**EXCERPTED DATA**
[Start of Attachment]
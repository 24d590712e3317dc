use thriftgen_ast::{BaseType, Const, Typedef};
use thriftgen_codegen::{
    Result,
    classify::{Category, classify},
    language::TypeMapper,
    value::render_const_value,
};

use super::GoEmitter;
use crate::naming::GO_NAMING;

impl GoEmitter<'_> {
    /// Struct and enum typedefs become aliases so methods and member
    /// constants carry over; everything else is a defined type.
    pub(super) fn emit_typedef(&mut self, typedef: &Typedef) {
        let name = GO_NAMING.type_name(&typedef.name);
        let target = self.mapper.type_name(&typedef.target);

        self.doc(typedef.doc.as_deref());
        match classify(&typedef.target) {
            category if category.is_struct_like() => {
                self.line(format!(
                    "type {} = {}",
                    name,
                    target.trim_start_matches('*')
                ));
            }
            Category::Enum(_) => {
                self.line(format!("type {} = {}", name, target));
                self.blank();
                self.line(format!("func {}Ptr(v {}) *{} {{ return &v }}", name, name, name));
            }
            _ => {
                self.line(format!("type {} {}", name, target));
                self.blank();
                self.line(format!("func {}Ptr(v {}) *{} {{ return &v }}", name, name, name));
            }
        }
    }

    /// Scalars are Go constants. Everything else is a package variable
    /// assigned in `init`, since Go has no composite constants.
    pub(super) fn emit_consts(&mut self, consts: &[Const]) -> Result<()> {
        let syntax = self.syntax();
        let mut deferred = Vec::new();

        for constant in consts {
            let name = GO_NAMING.type_name(&constant.name);
            let ty = self.mapper.type_name(&constant.ty);
            let value = render_const_value(&syntax, self.program, &constant.ty, &constant.value)?;

            self.blank();
            self.doc(constant.doc.as_deref());
            if is_scalar(constant) {
                self.line(format!("const {} {} = {}", name, ty, value));
            } else {
                self.line(format!("var {} {}", name, ty));
                deferred.push((name, value));
            }
        }

        if !deferred.is_empty() {
            self.blank();
            self.open("func init() {");
            for (name, value) in deferred {
                self.line(format!("{} = {}", name, value));
            }
            self.close("}");
        }
        Ok(())
    }
}

fn is_scalar(constant: &Const) -> bool {
    match classify(&constant.ty) {
        Category::Base(base) => base != BaseType::Binary,
        Category::Enum(_) => true,
        _ => false,
    }
}
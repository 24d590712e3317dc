//! JavaScript type mapper implementation.
//!
//! JavaScript has no static types, so the mapper serves two purposes:
//! resolving the binding a generated class or enum is reachable through,
//! and rendering JSDoc type expressions for documentation comments.

use indexmap::IndexMap;
use thriftgen_ast::{BaseType, NamedType};
use thriftgen_codegen::language::{NamedKind, TypeMapper};

use crate::naming::JS_NAMING;

#[derive(Debug, Clone)]
pub struct JsTypeMapper {
    current: String,
    node: bool,
    /// Prefix of the current program's declarations (`""`, `ttypes.`).
    local: String,
    /// Program name → prefix of its declarations.
    foreign: IndexMap<String, String>,
}

impl JsTypeMapper {
    pub fn new(current: impl Into<String>, node: bool) -> Self {
        Self {
            current: current.into(),
            node,
            local: String::new(),
            foreign: IndexMap::new(),
        }
    }

    /// Same resolution, with local declarations reached through `prefix`.
    pub fn with_local_prefix(&self, prefix: impl Into<String>) -> Self {
        Self {
            local: prefix.into(),
            ..self.clone()
        }
    }

    pub fn with_foreign(mut self, program: impl Into<String>, prefix: impl Into<String>) -> Self {
        self.foreign.insert(program.into(), prefix.into());
        self
    }

    pub fn qualify(&self, program: Option<&str>, symbol: &str) -> String {
        let prefix = match program.filter(|p| *p != self.current) {
            Some(p) => self.foreign.get(p).map(String::as_str).unwrap_or_default(),
            None => self.local.as_str(),
        };
        format!("{}{}", prefix, symbol)
    }

    /// Binding of a struct class or enum object.
    pub fn class_name(&self, named: &NamedType) -> String {
        self.qualify(named.program.as_deref(), &JS_NAMING.type_name(&named.name))
    }
}

impl TypeMapper for JsTypeMapper {
    fn language(&self) -> &'static str {
        "js"
    }

    fn void_type(&self) -> String {
        "void".to_string()
    }

    fn base_type(&self, base: BaseType) -> String {
        match base {
            BaseType::Bool => "boolean",
            BaseType::I64 => "Int64",
            BaseType::I8 | BaseType::I16 | BaseType::I32 | BaseType::Double => "number",
            BaseType::String => "string",
            BaseType::Binary if self.node => "Buffer",
            BaseType::Binary => "string",
        }
        .to_string()
    }

    fn named_type(&self, named: &NamedType, _kind: NamedKind) -> String {
        self.class_name(named)
    }

    fn list_type(&self, elem: String) -> String {
        format!("Array<{}>", elem)
    }

    fn set_type(&self, elem: String) -> String {
        format!("Array<{}>", elem)
    }

    fn map_type(&self, key: String, value: String) -> String {
        format!("Object<{}, {}>", key, value)
    }
}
[End of Attachment]
**DIRECTIONS FOR THIS TASK**
Reproduce the whole listing above, word for word.

**TASK OUTPUT**
repository 24d590712e3317dc
use thriftgen_ast::{BaseType, Const, Typedef};
use thriftgen_codegen::{
    Result,
    classify::{Category, classify},
    language::TypeMapper,
    value::render_const_value,
};

use super::GoEmitter;
use crate::naming::GO_NAMING;

impl GoEmitter<'_> {
    /// Struct and enum typedefs become aliases so methods and member
    /// constants carry over; everything else is a defined type.
    pub(super) fn emit_typedef(&mut self, typedef: &Typedef) {
        let name = GO_NAMING.type_name(&typedef.name);
        let target = self.mapper.type_name(&typedef.target);

        self.doc(typedef.doc.as_deref());
        match classify(&typedef.target) {
            category if category.is_struct_like() => {
                self.line(format!(
                    "type {} = {}",
                    name,
                    target.trim_start_matches('*')
                ));
            }
            Category::Enum(_) => {
                self.line(format!("type {} = {}", name, target));
                self.blank();
                self.line(format!("func {}Ptr(v {}) *{} {{ return &v }}", name, name, name));
            }
            _ => {
                self.line(format!("type {} {}", name, target));
                self.blank();
                self.line(format!("func {}Ptr(v {}) *{} {{ return &v }}", name, name, name));
            }
        }
    }

    /// Scalars are Go constants. Everything else is a package variable
    /// assigned in `init`, since Go has no composite constants.
    pub(super) fn emit_consts(&mut self, consts: &[Const]) -> Result<()> {
        let syntax = self.syntax();
        let mut deferred = Vec::new();

        for constant in consts {
            let name = GO_NAMING.type_name(&constant.name);
            let ty = self.mapper.type_name(&constant.ty);
            let value = render_const_value(&syntax, self.program, &constant.ty, &constant.value)?;

            self.blank();
            self.doc(constant.doc.as_deref());
            if is_scalar(constant) {
                self.line(format!("const {} {} = {}", name, ty, value));
            } else {
                self.line(format!("var {} {}", name, ty));
                deferred.push((name, value));
            }
        }

        if !deferred.is_empty() {
            self.blank();
            self.open("func init() {");
            for (name, value) in deferred {
                self.line(format!("{} = {}", name, value));
            }
            self.close("}");
        }
        Ok(())
    }
}

fn is_scalar(constant: &Const) -> bool {
    match classify(&constant.ty) {
        Category::Base(base) => base != BaseType::Binary,
        Category::Enum(_) => true,
        _ => false,
    }
}
repository 24d590712e3317dc
//! JavaScript type mapper implementation.
//!
//! JavaScript has no static types, so the mapper serves two purposes:
//! resolving the binding a generated class or enum is reachable through,
//! and rendering JSDoc type expressions for documentation comments.

use indexmap::IndexMap;
use thriftgen_ast::{BaseType, NamedType};
use thriftgen_codegen::language::{NamedKind, TypeMapper};

use crate::naming::JS_NAMING;

#[derive(Debug, Clone)]
pub struct JsTypeMapper {
    current: String,
    node: bool,
    /// Prefix of the current program's declarations (`""`, `ttypes.`).
    local: String,
    /// Program name → prefix of its declarations.
    foreign: IndexMap<String, String>,
}

impl JsTypeMapper {
    pub fn new(current: impl Into<String>, node: bool) -> Self {
        Self {
            current: current.into(),
            node,
            local: String::new(),
            foreign: IndexMap::new(),
        }
    }

    /// Same resolution, with local declarations reached through `prefix`.
    pub fn with_local_prefix(&self, prefix: impl Into<String>) -> Self {
        Self {
            local: prefix.into(),
            ..self.clone()
        }
    }

    pub fn with_foreign(mut self, program: impl Into<String>, prefix: impl Into<String>) -> Self {
        self.foreign.insert(program.into(), prefix.into());
        self
    }

    pub fn qualify(&self, program: Option<&str>, symbol: &str) -> String {
        let prefix = match program.filter(|p| *p != self.current) {
            Some(p) => self.foreign.get(p).map(String::as_str).unwrap_or_default(),
            None => self.local.as_str(),
        };
        format!("{}{}", prefix, symbol)
    }

    /// Binding of a struct class or enum object.
    pub fn class_name(&self, named: &NamedType) -> String {
        self.qualify(named.program.as_deref(), &JS_NAMING.type_name(&named.name))
    }
}

impl TypeMapper for JsTypeMapper {
    fn language(&self) -> &'static str {
        "js"
    }

    fn void_type(&self) -> String {
        "void".to_string()
    }

    fn base_type(&self, base: BaseType) -> String {
        match base {
            BaseType::Bool => "boolean",
            BaseType::I64 => "Int64",
            BaseType::I8 | BaseType::I16 | BaseType::I32 | BaseType::Double => "number",
            BaseType::String => "string",
            BaseType::Binary if self.node => "Buffer",
            BaseType::Binary => "string",
        }
        .to_string()
    }

    fn named_type(&self, named: &NamedType, _kind: NamedKind) -> String {
        self.class_name(named)
    }

    fn list_type(&self, elem: String) -> String {
        format!("Array<{}>", elem)
    }

    fn set_type(&self, elem: String) -> String {
        format!("Array<{}>", elem)
    }

    fn map_type(&self, key: String, value: String) -> String {
        format!("Object<{}, {}>", key, value)
    }
}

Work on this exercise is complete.